Западная мысль произошла от брака «что?» и «почему?». На первый вопрос отвечает законная философия, на второй — прихотливая. Китайцев интересовал третий, исключительно практический вопрос, не связанный ни с происхождением вещей, ни с их будущим. Они всегда отвечали на вопрос «как?», но так, что одну философию нельзя перевести в другую. Чтобы понять Запад, китайцы писали про Дао Канта и Дэ Гегеля. Чтобы понять Восток, мы пишем про Дао Винни-Пуха и Дэ Пятачка.
Подобно последним, я, еще не зная Китая, полюбил его, но так и не нашел к нему дороги.
«Подобно кругу, который учится у квадрата, — подвел резюме моему опыту один мудрец. — Чем больше знаний он получает, тем быстрее утрачивает свою природу».
«Кланяясь налево и направо, — развил его мысль другой философ, — мы стараемся угодить другим, вслушиваемся в мнения света и боимся обнаружить собственные пристрастия. Мы не можем хотя бы час прожить, как хотим. Чем же мы отличаемся от преступников, закованных в цепи?»
Убедившись, что подражать китайцам можно, лишь забыв о них, я вернулся восвояси. Катай стал курортом души, точнее — ее дачей, так как ни один китайский философ не плавал по морям, не желая удаляться далеко от дома. Непоседливая западная мысль перевернула доску:
— Смысл философии, — говорят умники, — в том, чтобы всюду быть дома.

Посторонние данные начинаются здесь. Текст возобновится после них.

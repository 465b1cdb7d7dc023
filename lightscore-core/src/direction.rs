//! Compass octants used for facing direction and directional filtering.

use std::fmt;
use std::str::FromStr;

use thiserror::Error;

#[cfg(feature = "serde")]
use serde::{Deserialize, Serialize};

use crate::NearbyBuilding;

/// One of the eight compass octants.
///
/// An octant is defined by the sign pattern of the latitude and longitude
/// deltas from an origin. Cardinal octants only constrain one axis. A delta of
/// exactly zero never satisfies a constraint, so buildings on the origin's
/// meridian or parallel are excluded from the adjoining octants.
#[derive(Debug, Clone, Copy, PartialEq, Eq, Hash)]
#[cfg_attr(feature = "serde", derive(Serialize, Deserialize))]
pub enum Direction {
    /// North.
    N,
    /// North-east.
    NE,
    /// East.
    E,
    /// South-east.
    SE,
    /// South.
    S,
    /// South-west.
    SW,
    /// West.
    W,
    /// North-west.
    NW,
}

/// Error returned when a string is not one of the eight octants.
#[derive(Debug, Clone, PartialEq, Eq, Error)]
#[error("invalid direction {value:?}; expected one of N, NE, E, SE, S, SW, W, NW")]
pub struct DirectionParseError {
    /// The rejected input.
    pub value: String,
}

impl Direction {
    /// All octants, clockwise from north.
    pub const ALL: [Self; 8] = [
        Self::N,
        Self::NE,
        Self::E,
        Self::SE,
        Self::S,
        Self::SW,
        Self::W,
        Self::NW,
    ];

    /// Short compass label, e.g. `"SE"`.
    #[must_use]
    pub const fn as_str(self) -> &'static str {
        match self {
            Self::N => "N",
            Self::NE => "NE",
            Self::E => "E",
            Self::SE => "SE",
            Self::S => "S",
            Self::SW => "SW",
            Self::W => "W",
            Self::NW => "NW",
        }
    }

    /// Score multiplier for a window facing this way.
    ///
    /// South-facing windows receive the most sun in the northern hemisphere.
    #[must_use]
    pub const fn weight(self) -> f64 {
        match self {
            Self::S => 1.0,
            Self::SE | Self::SW => 0.9,
            Self::E | Self::W => 0.8,
            Self::NE | Self::NW => 0.7,
            Self::N => 0.6,
        }
    }

    /// Whether a point offset by (`lat_diff`, `lng_diff`) lies in this octant.
    ///
    /// # Examples
    /// ```
    /// use lightscore_core::Direction;
    ///
    /// assert!(Direction::NE.contains(0.001, 0.002));
    /// assert!(!Direction::NE.contains(0.0, 0.002));
    /// assert!(Direction::E.contains(0.0, 0.002));
    /// ```
    #[must_use]
    pub fn contains(self, lat_diff: f64, lng_diff: f64) -> bool {
        let north = lat_diff > 0.0;
        let south = lat_diff < 0.0;
        let east = lng_diff > 0.0;
        let west = lng_diff < 0.0;
        match self {
            Self::N => north,
            Self::S => south,
            Self::E => east,
            Self::W => west,
            Self::NE => north && east,
            Self::SE => south && east,
            Self::SW => south && west,
            Self::NW => north && west,
        }
    }

    /// Keep the buildings lying in this octant relative to the origin.
    ///
    /// Input order is preserved.
    #[must_use]
    pub fn filter(
        self,
        buildings: Vec<NearbyBuilding>,
        origin_lat: f64,
        origin_lng: f64,
    ) -> Vec<NearbyBuilding> {
        buildings
            .into_iter()
            .filter(|b| self.contains(b.latitude - origin_lat, b.longitude - origin_lng))
            .collect()
    }
}

impl fmt::Display for Direction {
    fn fmt(&self, f: &mut fmt::Formatter<'_>) -> fmt::Result {
        f.write_str(self.as_str())
    }
}

impl FromStr for Direction {
    type Err = DirectionParseError;

    fn from_str(s: &str) -> Result<Self, Self::Err> {
        let trimmed = s.trim();
        Self::ALL
            .into_iter()
            .find(|d| d.as_str().eq_ignore_ascii_case(trimmed))
            .ok_or_else(|| DirectionParseError {
                value: s.to_owned(),
            })
    }
}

Но я не философ, и дом ищу там, где привык: в библиотеке — своей, чужой, воображаемой и приснившейся, как это случилось с одной, имени Вилиса Лациса. Все ушли, снилось мне в детстве, а меня забыли, и до утра — она моя. Сон прерывался на самом интересном месте, и до сих пор мечтаю узнать, что же я там прочел. Наяву я не больше философ, чем во сне, поэтому и дом мой не везде, а только там, где я его себе соорудил. Из книг, конечно, а из чего же еще?! Нет материала прочнее. Ведь и тогда, когда его разрушает слабеющая память, развалины книг украшают ментальный пейзаж, как искусственные руины — романтический сад.